IL MEGAFONO MODERNO:FACEBOOK.
Stampato dal sito www.buongiornotaranto.com - Scritto il 02/02/2010 da Luca:

Una volta l'onorevole di turno aveva una segretaria che faceva un po' da filtro verso i propri elettori,che speravano in una visita allo studio del loro beniamino per poter essere ricevuti e per poter chiedere favori di qualsiasi tipo.
La segretaria,sempre indaffarata in telefonate e consigli vari,a volte era benevole e altre,dietro urlacci e gesti osceni del suo boss,riluttante a far ricevere cosi' tanta gente a quest'ultimo.
Poi in campagna elettorale il comitato nato in un qualsiasi locale era l'unico luogo di ritrovo per gli elettori e il gran capo,l'unica possibilita' di vederlo dal vivo e ricordargli i problemi magari di un figlio in cerca di lavoro.
Oggi niente di tutto questo,o almeno in parte.

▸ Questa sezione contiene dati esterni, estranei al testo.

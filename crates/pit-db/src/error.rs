use pit_ledger::LedgerError;
use thiserror::Error;

/// Failure of a store operation, classified the way callers must react to it.
#[derive(Debug, Error)]
pub enum StoreError {
    #[error("{0}")]
    Validation(String),

    #[error("{0}")]
    NotFound(String),

    #[error("{0}")]
    Conflict(String),

    #[error("database error: {0}")]
    Database(#[from] sqlx::Error),
}

pub type StoreResult<T> = Result<T, StoreError>;

impl From<LedgerError> for StoreError {
    fn from(e: LedgerError) -> Self {
        StoreError::Validation(e.to_string())
    }
}

impl StoreError {
    pub fn not_found(what: &str, id: i64) -> Self {
        StoreError::NotFound(format!("{what} {id} not found"))
    }

    pub fn kind(&self) -> &'static str {
        match self {
            StoreError::Validation(_) => "validation",
            StoreError::NotFound(_) => "not_found",
            StoreError::Conflict(_) => "conflict",
            StoreError::Database(_) => "internal",
        }
    }
}

/// Detect a Postgres unique constraint violation by name.
pub(crate) fn is_unique_violation(err: &sqlx::Error, constraint: &str) -> bool {
    match err {
        sqlx::Error::Database(db_err) => {
            db_err.code().as_deref() == Some("23505") && db_err.constraint() == Some(constraint)
        }
        _ => false,
    }
}

/// Map a unique violation on `constraint` to `Conflict(msg)`, pass anything else through.
pub(crate) fn conflict_on(constraint: &'static str, msg: String) -> impl FnOnce(sqlx::Error) -> StoreError {
    move |e| {
        if is_unique_violation(&e, constraint) {
            StoreError::Conflict(msg)
        } else {
            StoreError::Database(e)
        }
    }
}

/// Map a foreign-key violation (23503) to `NotFound(msg)`.
pub(crate) fn missing_ref(msg: String) -> impl FnOnce(sqlx::Error) -> StoreError {
    move |e| match &e {
        sqlx::Error::Database(db_err) if db_err.code().as_deref() == Some("23503") => {
            StoreError::NotFound(msg)
        }
        _ => StoreError::Database(e),
    }
}

/// Map a numeric overflow (22003) to `Validation`.
pub(crate) fn out_of_range(e: sqlx::Error) -> StoreError {
    match &e {
        sqlx::Error::Database(db_err) if db_err.code().as_deref() == Some("22003") => {
            StoreError::Validation("running result exceeds the ledger money range".to_string())
        }
        _ => StoreError::Database(e),
    }
}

L'onorevole di turno,si diverte a chattare con i suoi amici in rete,e facebook sembra averlo ridimensionato un poco rispetto a noi comuni mortali.
La sua presenza quotidiana(anche lui malato di rete??)e' simbolo di un tempo che cambia,di barriere che si abbattono e di segretarie in pensione(almeno in parte).
Lo studio personale e' il computer e magari chattando si puo' scoprire se e' contento dell'ultima vittoria del Milan o della Juve.
L'onorevole magari in poltrona e in mutande,dentro casa riversa la sua importanza grazie alla rete,e' diventando visibile a tutti(chi e' suo amico)si rende forse piu' piacevole e piu' umano.
Divertendomi ho scovato diversi politici in facebook:
si va dal sindaco Stefano,al vicepresidente della Regione Puglia Luciano MINEO,al parlamentare tarantino Ludovico Vico,al leader di AT6 Giancarlo Cito e cosi' via dicendo.